A RELATIVE of a former Calderstones hospital patient has flown more than 5,000 miles to visit a long-lost family grave.

Constance Evelyn Clements, the great aunt of David Brierley-Green from the US, died at the hospital in 1924 at the age of 21.

She was buried in the old graveyard in Whalley off Mitton Road. However the grave site was lost when the area was sold and the headstones removed by a previous owner.

The exact positions of more than 1,000 patients’ graves are still unknown and the graveyard has become overgrown following decades of neglect.

After researching his family history, David contacted Whalley resident Mel Diack to help track down the plot.

Mel and his neighbour George Hardman, restored the grave site ahead of the visit after information was unearthed at the Lancashire Archives.

David, 75, was born in Manchester and emigrated to Canada in 1974 before moving to America and retiring to Prineville, Oregon.

David said: “It all started when I was looking into my family history and trying to go back as far as I could.

“I knew about having a young girl in the family who had died but the family never spoke about it very much.

“When I was researching into birth certificates I came across the fact that she had died at Calderstones.
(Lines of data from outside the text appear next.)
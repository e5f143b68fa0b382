use thiserror::Error;

/// Failure reported by a generative backend (text, image or speech).
#[derive(Debug, Error)]
pub enum BackendError {
    #[error("http error: {0}")]
    Http(#[from] reqwest::Error),

    #[error("backend rate limited the request: {0}")]
    RateLimited(String),

    #[error("backend returned {status}: {message}")]
    Api { status: u16, message: String },

    #[error("malformed backend response: {0}")]
    Malformed(String),

    #[error("{0}")]
    Other(String),
}

/// Errors raised while turning a raw PCM payload into WAV bytes.
#[derive(Debug, Error)]
pub enum TranscodeError {
    #[error("audio payload is not valid base64: {0}")]
    Base64(#[from] base64::DecodeError),

    #[error("PCM payload has odd length {0}, expected whole 16-bit samples")]
    OddLength(usize),

    #[error("PCM payload of {0} bytes does not fit in a RIFF container")]
    PayloadTooLarge(usize),

    #[error("invalid WAV header: {0}")]
    InvalidHeader(&'static str),
}

/// Fatal pipeline failures, attributed to the stage that produced them.
#[derive(Debug, Error)]
pub enum PipelineError {
    #[error("script generation failed: {0}")]
    Script(#[source] BackendError),

    #[error("script response was not a valid {{title, script}} object: {0}")]
    MalformedScript(#[source] serde_json::Error),

    #[error("audio generation failed: {0}")]
    Audio(#[source] BackendError),

    #[error("no audio data produced")]
    NoAudioData,

    #[error("audio transcoding failed: {0}")]
    Transcode(#[from] TranscodeError),
}

/// Caller-side validation of a generation config.
#[derive(Debug, Error, PartialEq, Eq)]
pub enum ConfigError {
    #[error("theme must be at least {min} characters long")]
    ThemeTooShort { min: usize },

    #[error("at least one aspect must be selected")]
    NoAspects,

    #[error("at least one tone must be selected")]
    NoTones,

    #[error("unknown podcast format: {0}")]
    UnknownFormat(String),

    #[error("unknown duration: {0}")]
    UnknownDuration(String),
}
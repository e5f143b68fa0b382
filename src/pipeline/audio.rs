use tracing::info;

use crate::audio::{transcode_to_artifact, AudioArtifact, BlobStore, WavSpec};
use crate::backend::{GenerativeBackend, SpeakerVoice, SpeechRequest};
use crate::error::PipelineError;
use crate::podcast::{GenerationConfig, CO_HOST, HOST};

/// Voice mapping for the two fixed speaker roles.
pub fn speaker_voices(config: &GenerationConfig) -> Vec<SpeakerVoice> {
    vec![
        SpeakerVoice {
            speaker: HOST.to_string(),
            voice_name: config.speaker1.clone(),
        },
        SpeakerVoice {
            speaker: CO_HOST.to_string(),
            voice_name: config.speaker2.clone(),
        },
    ]
}

/// Synthesize the script and publish it as a WAV blob.
pub async fn generate_audio(
    backend: &dyn GenerativeBackend,
    model: &str,
    script: &str,
    config: &GenerationConfig,
    store: &BlobStore,
) -> Result<AudioArtifact, PipelineError> {
    let response = backend
        .generate_speech(SpeechRequest {
            model: model.to_string(),
            text: script.to_string(),
            speakers: speaker_voices(config),
        })
        .await
        .map_err(PipelineError::Audio)?;

    let inline = response.inline_data().ok_or(PipelineError::NoAudioData)?;
    let artifact = transcode_to_artifact(&inline.data, WavSpec::SPEECH, store)?;

    info!(
        "Generated audio {} ({:.1}s)",
        artifact.url, artifact.duration_secs
    );
    Ok(artifact)
}
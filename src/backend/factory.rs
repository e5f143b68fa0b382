use std::sync::Arc;

use anyhow::Result;
use tracing::{info, warn};

use super::gemini::GeminiBackend;
use super::interface::GenerativeBackend;
use crate::config_manager::BackendConfig;

/// Factory for creating generative backends
pub struct BackendFactory;

impl BackendFactory {
    /// Create a backend based on configuration
    ///
    /// # Arguments
    /// * `config` - Backend section of the application config
    pub fn create_backend(config: &BackendConfig) -> Result<Arc<dyn GenerativeBackend>> {
        info!("Initializing generative backend: {}", config.provider);

        match config.provider.as_str() {
            "gemini" | "google" => {
                if config.api_key.is_empty() || config.api_key.starts_with("${") {
                    warn!("No API key configured for the gemini backend; requests will be rejected");
                }
                Ok(Arc::new(GeminiBackend::new(
                    config.base_url.clone(),
                    config.api_key.clone(),
                )))
            }
            other => Err(anyhow::anyhow!("Unsupported backend provider: {}", other)),
        }
    }
}

#[cfg(test)]
mod tests {
    use super::*;

    #[test]
    fn test_unknown_provider_rejected() {
        let config = BackendConfig {
            provider: "carrier-pigeon".to_string(),
            ..BackendConfig::default()
        };
        let err = BackendFactory::create_backend(&config).err().unwrap();
        assert!(err.to_string().contains("carrier-pigeon"));
    }

    #[test]
    fn test_gemini_provider() {
        assert!(BackendFactory::create_backend(&BackendConfig::default()).is_ok());
    }
}
pub mod blob_store;
pub mod transcoder;
pub mod wav;

pub use blob_store::{Blob, BlobStore};
pub use transcoder::{base64_pcm_to_wav, transcode_to_artifact, AudioArtifact, WAV_MIME_TYPE};
pub use wav::{pcm_to_wav, WavHeader, WavSpec, WAV_HEADER_LEN};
That’s when I rang Mel because I had seen that he had helped someone else.

“I can’t thank Mel and George enough and they are both first class people.”

Last year they helped Sandra McArdle from Australia track down the grave of her aunt who died at Calderstones in the 1920s.

Mel said: “I’m delighted that we have been able help a relative of a lost soul again. It’s a national disgrace, that the site is still in a poor condition.”